*** Records to process ***

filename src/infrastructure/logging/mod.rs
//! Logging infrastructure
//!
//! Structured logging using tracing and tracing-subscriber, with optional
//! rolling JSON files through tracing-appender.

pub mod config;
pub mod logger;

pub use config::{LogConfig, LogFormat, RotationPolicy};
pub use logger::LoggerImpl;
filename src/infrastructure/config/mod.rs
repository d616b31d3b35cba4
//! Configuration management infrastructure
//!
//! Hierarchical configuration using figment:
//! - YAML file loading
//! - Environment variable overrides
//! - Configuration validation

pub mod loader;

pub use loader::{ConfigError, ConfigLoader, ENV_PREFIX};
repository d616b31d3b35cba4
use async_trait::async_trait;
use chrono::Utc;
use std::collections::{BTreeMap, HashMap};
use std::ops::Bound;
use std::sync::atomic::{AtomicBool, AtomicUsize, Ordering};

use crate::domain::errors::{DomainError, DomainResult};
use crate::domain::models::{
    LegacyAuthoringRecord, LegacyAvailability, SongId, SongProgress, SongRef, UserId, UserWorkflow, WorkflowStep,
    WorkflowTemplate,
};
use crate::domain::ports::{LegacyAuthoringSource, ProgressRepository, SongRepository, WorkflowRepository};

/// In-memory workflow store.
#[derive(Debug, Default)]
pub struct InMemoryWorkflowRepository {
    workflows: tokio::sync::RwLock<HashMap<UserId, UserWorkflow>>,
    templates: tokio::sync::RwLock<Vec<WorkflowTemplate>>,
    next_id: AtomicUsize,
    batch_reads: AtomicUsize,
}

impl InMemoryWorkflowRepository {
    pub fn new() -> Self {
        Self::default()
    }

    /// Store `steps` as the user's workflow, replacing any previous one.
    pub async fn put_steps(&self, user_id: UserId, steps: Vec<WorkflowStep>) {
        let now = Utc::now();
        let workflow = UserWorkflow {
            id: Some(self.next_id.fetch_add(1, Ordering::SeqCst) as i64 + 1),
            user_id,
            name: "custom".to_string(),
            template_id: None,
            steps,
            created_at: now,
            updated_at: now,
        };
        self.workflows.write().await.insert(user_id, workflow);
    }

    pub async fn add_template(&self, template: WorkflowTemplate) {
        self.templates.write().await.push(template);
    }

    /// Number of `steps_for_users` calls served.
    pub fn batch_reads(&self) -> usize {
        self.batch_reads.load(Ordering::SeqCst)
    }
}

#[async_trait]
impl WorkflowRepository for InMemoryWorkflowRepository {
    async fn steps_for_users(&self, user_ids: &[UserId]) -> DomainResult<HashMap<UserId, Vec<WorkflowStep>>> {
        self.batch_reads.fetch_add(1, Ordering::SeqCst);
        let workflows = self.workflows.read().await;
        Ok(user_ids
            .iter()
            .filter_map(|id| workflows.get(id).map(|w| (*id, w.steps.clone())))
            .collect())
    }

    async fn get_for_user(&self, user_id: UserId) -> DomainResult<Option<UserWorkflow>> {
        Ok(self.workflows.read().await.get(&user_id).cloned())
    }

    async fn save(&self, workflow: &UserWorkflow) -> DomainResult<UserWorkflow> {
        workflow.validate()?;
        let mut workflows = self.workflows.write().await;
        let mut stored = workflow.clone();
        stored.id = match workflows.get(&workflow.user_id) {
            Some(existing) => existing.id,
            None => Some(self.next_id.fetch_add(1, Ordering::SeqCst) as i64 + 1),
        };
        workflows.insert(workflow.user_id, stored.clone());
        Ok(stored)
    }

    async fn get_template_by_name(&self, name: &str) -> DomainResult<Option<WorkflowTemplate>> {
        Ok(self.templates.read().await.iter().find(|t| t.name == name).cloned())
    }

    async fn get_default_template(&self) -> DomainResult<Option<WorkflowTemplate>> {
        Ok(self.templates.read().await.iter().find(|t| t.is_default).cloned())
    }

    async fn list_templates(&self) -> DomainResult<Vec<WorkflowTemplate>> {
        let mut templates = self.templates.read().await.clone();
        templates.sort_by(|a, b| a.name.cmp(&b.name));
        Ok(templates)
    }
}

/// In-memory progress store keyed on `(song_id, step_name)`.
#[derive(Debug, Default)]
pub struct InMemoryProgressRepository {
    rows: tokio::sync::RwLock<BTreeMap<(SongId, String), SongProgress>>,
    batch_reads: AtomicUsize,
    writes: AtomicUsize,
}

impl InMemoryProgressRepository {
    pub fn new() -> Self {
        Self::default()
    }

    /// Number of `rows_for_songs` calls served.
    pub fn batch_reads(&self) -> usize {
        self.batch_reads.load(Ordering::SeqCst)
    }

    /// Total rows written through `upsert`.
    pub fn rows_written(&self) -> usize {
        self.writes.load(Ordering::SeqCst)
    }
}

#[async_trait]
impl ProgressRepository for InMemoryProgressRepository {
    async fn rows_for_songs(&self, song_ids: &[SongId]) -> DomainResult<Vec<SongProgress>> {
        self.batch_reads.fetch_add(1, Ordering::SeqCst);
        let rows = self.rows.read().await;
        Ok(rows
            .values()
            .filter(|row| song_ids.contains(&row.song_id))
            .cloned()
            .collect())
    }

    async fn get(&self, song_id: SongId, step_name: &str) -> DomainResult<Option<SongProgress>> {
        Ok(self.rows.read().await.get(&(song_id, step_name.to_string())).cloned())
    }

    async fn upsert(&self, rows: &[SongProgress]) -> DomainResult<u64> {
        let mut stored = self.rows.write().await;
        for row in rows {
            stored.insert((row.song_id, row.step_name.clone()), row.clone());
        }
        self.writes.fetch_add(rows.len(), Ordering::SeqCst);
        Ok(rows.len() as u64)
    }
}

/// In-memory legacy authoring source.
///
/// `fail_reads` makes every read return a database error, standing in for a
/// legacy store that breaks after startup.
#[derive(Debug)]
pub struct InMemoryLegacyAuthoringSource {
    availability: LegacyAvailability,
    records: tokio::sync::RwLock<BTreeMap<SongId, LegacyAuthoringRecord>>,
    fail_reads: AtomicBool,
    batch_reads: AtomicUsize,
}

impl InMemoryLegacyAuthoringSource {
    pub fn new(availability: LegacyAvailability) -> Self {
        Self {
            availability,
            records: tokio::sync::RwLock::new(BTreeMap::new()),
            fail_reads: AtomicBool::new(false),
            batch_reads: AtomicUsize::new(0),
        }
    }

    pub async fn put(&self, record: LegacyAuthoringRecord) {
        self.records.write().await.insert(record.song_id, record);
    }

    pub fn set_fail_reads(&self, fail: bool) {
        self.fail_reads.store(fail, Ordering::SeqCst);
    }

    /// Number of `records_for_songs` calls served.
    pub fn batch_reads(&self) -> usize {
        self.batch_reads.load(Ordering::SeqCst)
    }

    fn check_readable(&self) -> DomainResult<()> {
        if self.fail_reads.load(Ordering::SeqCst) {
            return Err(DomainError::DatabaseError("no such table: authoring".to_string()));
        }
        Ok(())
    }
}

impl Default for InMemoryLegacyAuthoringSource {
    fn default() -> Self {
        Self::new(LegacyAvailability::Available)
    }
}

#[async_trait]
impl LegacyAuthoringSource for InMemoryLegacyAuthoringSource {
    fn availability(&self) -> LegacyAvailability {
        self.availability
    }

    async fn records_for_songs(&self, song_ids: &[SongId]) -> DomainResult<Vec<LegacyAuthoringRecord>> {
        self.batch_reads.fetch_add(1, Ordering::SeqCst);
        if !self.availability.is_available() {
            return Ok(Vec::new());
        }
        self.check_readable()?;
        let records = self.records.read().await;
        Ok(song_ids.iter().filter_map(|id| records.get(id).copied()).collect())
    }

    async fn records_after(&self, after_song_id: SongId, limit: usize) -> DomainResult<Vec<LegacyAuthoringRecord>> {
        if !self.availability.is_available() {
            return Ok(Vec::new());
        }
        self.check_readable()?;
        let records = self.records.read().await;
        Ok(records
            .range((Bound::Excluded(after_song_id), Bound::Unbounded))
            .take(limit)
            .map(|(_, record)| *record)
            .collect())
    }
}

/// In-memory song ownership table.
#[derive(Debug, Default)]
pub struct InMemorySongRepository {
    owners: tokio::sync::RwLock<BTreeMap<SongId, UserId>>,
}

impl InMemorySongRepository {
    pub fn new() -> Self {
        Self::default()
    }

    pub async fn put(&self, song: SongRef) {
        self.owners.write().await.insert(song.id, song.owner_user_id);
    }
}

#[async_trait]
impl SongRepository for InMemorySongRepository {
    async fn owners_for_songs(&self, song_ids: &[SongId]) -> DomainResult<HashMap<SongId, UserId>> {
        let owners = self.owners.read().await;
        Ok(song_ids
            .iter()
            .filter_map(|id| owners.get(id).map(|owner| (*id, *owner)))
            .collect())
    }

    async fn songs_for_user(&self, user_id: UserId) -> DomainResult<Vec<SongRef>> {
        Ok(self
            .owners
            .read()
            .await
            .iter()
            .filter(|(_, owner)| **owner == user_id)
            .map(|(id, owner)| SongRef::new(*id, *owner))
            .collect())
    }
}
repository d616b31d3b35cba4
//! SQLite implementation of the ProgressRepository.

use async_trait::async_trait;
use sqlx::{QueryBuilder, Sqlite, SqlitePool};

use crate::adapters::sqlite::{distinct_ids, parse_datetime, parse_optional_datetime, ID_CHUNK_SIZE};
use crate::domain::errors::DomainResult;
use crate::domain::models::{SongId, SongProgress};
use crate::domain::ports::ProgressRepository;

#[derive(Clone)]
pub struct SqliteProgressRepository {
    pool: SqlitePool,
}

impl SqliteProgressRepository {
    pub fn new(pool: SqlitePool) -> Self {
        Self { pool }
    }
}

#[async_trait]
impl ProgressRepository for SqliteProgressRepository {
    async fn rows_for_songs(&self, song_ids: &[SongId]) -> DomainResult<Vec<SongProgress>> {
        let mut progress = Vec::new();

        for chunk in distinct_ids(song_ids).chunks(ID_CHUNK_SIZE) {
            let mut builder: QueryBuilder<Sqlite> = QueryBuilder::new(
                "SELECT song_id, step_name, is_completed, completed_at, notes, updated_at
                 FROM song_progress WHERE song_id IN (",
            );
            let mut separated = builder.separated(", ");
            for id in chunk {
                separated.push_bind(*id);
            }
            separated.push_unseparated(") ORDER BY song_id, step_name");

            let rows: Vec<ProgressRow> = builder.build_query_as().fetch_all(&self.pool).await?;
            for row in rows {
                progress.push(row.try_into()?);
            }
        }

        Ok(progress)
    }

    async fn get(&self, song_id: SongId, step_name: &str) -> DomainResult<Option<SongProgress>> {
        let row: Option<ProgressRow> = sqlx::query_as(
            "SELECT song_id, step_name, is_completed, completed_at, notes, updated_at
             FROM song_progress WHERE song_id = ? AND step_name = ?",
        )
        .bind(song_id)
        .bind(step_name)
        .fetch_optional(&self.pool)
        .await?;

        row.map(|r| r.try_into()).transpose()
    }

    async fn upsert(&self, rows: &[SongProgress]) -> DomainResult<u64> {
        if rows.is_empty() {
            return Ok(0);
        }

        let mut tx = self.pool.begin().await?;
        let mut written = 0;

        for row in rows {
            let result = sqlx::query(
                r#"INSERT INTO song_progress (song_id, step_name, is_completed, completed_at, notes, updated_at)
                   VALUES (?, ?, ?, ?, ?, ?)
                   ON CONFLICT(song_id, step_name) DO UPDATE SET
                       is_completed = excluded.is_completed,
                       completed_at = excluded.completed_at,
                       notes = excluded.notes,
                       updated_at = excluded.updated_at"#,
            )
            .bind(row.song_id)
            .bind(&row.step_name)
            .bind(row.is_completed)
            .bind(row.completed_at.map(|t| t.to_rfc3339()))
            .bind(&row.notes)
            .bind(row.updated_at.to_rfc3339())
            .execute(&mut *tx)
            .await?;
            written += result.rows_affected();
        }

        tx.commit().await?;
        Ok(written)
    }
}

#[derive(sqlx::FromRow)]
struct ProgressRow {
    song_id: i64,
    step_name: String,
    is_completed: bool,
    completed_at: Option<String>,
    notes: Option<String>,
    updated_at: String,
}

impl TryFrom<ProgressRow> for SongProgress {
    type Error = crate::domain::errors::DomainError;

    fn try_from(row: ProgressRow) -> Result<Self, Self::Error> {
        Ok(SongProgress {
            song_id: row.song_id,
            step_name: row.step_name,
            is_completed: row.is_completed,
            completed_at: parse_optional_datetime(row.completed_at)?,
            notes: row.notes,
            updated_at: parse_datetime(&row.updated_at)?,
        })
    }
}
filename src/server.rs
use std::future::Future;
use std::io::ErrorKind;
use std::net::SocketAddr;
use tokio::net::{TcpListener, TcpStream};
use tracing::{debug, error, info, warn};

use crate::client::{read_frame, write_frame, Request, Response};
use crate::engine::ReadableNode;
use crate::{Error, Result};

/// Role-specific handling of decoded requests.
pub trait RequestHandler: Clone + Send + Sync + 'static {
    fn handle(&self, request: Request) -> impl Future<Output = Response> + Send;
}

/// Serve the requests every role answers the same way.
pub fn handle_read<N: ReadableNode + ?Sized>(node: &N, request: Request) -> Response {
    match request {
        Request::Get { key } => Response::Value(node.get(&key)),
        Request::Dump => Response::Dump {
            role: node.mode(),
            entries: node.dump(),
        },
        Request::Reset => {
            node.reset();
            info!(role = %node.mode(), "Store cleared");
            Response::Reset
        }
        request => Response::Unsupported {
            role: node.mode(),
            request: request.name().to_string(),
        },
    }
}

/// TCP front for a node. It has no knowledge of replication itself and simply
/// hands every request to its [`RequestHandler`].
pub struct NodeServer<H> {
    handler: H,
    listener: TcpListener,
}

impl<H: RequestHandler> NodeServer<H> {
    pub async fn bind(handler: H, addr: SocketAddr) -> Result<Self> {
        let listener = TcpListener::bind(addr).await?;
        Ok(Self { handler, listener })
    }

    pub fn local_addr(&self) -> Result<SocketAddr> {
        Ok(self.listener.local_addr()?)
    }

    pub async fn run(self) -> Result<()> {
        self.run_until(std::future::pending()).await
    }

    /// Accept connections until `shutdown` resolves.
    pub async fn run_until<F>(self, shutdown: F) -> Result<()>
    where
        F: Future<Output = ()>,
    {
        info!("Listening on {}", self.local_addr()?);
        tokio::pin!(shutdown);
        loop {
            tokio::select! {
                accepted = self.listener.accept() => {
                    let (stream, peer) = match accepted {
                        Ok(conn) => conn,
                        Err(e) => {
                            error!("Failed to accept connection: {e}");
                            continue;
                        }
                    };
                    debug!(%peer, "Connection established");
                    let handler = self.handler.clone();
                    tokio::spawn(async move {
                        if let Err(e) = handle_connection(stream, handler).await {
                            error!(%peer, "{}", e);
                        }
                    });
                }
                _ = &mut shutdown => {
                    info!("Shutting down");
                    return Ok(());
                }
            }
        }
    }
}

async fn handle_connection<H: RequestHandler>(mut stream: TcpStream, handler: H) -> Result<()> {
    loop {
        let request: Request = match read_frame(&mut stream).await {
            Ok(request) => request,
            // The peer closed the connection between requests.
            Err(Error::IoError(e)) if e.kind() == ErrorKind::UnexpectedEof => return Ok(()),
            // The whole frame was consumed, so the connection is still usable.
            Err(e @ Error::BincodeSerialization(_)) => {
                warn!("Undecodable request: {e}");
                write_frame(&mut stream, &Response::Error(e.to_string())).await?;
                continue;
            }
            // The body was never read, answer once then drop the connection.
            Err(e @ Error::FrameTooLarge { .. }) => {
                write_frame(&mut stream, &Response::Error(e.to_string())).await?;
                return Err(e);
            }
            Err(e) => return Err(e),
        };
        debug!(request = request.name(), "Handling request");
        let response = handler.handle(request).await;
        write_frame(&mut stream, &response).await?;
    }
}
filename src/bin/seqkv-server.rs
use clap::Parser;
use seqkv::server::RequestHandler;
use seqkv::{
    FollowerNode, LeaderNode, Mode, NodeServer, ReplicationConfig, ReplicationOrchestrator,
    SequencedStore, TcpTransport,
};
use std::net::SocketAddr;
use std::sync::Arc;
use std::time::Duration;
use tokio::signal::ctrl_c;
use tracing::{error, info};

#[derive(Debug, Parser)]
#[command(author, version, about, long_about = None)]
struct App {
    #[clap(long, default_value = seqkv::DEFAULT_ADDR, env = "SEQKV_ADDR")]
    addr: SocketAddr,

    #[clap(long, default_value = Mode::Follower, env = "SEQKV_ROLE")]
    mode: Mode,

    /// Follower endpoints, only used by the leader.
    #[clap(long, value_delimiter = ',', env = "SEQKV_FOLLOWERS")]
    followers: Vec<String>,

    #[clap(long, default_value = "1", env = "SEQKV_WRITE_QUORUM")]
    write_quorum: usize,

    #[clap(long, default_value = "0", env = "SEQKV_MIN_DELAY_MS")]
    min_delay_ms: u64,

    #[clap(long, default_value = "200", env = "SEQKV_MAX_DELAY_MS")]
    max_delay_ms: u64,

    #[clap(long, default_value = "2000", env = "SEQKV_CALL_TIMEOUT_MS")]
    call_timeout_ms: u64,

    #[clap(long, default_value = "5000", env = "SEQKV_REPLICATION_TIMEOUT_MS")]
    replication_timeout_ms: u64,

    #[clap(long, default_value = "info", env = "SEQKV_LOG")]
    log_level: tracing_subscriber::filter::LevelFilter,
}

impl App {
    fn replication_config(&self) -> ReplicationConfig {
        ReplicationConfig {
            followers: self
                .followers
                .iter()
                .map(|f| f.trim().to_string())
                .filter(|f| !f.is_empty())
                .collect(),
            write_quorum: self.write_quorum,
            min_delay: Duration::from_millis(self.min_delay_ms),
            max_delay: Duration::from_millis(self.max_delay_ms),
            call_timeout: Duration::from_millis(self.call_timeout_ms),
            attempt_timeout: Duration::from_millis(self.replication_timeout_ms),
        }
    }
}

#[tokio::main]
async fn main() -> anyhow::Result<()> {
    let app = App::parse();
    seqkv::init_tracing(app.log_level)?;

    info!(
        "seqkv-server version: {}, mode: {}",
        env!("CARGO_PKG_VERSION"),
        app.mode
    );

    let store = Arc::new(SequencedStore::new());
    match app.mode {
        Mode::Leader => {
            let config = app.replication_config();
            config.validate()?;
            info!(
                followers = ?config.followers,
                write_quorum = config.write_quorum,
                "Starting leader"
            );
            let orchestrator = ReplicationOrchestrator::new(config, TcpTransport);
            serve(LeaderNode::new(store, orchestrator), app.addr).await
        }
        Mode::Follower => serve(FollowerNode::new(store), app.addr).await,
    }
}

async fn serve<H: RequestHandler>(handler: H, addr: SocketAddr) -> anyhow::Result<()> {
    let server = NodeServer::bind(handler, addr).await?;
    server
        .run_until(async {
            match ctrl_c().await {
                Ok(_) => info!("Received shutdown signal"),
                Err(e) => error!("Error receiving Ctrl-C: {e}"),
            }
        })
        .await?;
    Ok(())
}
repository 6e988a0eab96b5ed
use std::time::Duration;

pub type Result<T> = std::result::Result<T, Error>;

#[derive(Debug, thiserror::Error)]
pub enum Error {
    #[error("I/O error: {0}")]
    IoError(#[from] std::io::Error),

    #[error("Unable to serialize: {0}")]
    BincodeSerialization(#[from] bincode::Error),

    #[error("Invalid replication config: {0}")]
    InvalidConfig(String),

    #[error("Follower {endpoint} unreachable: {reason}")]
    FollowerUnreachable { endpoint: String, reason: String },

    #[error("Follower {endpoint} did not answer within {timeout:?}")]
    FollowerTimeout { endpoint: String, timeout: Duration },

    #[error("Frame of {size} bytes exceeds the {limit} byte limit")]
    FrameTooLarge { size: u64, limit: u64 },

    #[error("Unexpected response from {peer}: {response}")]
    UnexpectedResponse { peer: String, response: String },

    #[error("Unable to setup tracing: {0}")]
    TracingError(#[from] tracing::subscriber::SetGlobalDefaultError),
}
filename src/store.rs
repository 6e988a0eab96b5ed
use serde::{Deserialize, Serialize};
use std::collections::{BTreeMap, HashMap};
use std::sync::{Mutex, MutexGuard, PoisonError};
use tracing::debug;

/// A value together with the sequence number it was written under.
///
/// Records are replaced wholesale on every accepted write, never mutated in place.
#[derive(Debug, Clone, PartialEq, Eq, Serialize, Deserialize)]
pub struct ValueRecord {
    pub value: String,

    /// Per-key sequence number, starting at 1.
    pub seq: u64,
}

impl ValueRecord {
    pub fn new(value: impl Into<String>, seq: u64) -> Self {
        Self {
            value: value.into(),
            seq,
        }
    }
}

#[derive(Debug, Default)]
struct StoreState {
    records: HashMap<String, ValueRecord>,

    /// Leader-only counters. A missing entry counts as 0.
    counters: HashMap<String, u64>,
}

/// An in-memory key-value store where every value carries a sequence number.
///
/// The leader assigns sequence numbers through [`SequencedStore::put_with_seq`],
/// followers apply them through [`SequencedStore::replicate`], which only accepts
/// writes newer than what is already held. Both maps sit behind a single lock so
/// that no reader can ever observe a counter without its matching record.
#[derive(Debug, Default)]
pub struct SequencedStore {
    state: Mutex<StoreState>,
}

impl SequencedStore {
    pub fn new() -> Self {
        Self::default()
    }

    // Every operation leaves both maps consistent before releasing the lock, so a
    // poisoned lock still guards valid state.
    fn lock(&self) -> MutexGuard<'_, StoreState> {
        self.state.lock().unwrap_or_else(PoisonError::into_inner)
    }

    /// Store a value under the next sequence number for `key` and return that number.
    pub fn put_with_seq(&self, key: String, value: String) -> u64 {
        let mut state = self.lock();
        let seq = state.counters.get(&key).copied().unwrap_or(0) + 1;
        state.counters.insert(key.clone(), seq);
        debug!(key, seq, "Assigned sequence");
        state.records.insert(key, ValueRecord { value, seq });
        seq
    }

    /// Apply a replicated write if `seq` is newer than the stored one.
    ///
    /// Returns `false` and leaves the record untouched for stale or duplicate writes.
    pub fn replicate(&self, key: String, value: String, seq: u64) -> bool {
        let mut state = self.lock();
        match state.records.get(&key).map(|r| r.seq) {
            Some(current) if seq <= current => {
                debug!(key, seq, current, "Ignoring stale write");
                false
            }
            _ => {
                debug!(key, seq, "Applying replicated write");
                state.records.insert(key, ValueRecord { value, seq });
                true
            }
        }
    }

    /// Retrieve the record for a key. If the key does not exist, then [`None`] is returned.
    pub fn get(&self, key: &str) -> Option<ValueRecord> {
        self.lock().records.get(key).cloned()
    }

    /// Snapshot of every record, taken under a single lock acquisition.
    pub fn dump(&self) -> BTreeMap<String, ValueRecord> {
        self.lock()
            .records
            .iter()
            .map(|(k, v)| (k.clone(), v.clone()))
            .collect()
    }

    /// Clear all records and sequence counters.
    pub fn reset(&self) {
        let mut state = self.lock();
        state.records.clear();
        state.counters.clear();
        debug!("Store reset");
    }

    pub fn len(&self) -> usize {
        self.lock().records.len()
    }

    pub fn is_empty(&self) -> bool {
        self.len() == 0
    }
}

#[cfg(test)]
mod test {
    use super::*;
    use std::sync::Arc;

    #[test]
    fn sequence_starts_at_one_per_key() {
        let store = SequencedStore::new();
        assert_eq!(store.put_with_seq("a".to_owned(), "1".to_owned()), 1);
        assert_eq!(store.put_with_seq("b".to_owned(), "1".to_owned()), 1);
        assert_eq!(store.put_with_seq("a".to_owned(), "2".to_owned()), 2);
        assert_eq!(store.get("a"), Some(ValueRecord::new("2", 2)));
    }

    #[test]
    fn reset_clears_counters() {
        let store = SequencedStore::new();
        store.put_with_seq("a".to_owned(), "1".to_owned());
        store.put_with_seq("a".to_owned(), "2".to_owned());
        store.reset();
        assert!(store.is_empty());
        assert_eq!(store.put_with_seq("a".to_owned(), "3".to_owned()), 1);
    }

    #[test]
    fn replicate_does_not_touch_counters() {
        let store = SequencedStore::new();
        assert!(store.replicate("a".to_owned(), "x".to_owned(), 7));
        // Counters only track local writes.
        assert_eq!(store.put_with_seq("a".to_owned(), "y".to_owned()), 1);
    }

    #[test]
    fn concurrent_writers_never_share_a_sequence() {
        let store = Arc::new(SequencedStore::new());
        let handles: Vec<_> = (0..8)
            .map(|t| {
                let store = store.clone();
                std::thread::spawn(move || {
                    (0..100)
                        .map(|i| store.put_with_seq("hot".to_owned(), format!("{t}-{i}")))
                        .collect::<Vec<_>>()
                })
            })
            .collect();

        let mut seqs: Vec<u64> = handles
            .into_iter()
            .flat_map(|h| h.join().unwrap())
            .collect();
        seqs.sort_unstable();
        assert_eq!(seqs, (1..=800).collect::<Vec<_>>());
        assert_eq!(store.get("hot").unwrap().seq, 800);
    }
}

*** End of Records to process ***

* **Task directions**:
All lines in the records above that contain "ErrorKind" are to be reported.

* **Written response**:
use std::io::ErrorKind;
            Err(Error::IoError(e)) if e.kind() == ErrorKind::UnexpectedEof => return Ok(()),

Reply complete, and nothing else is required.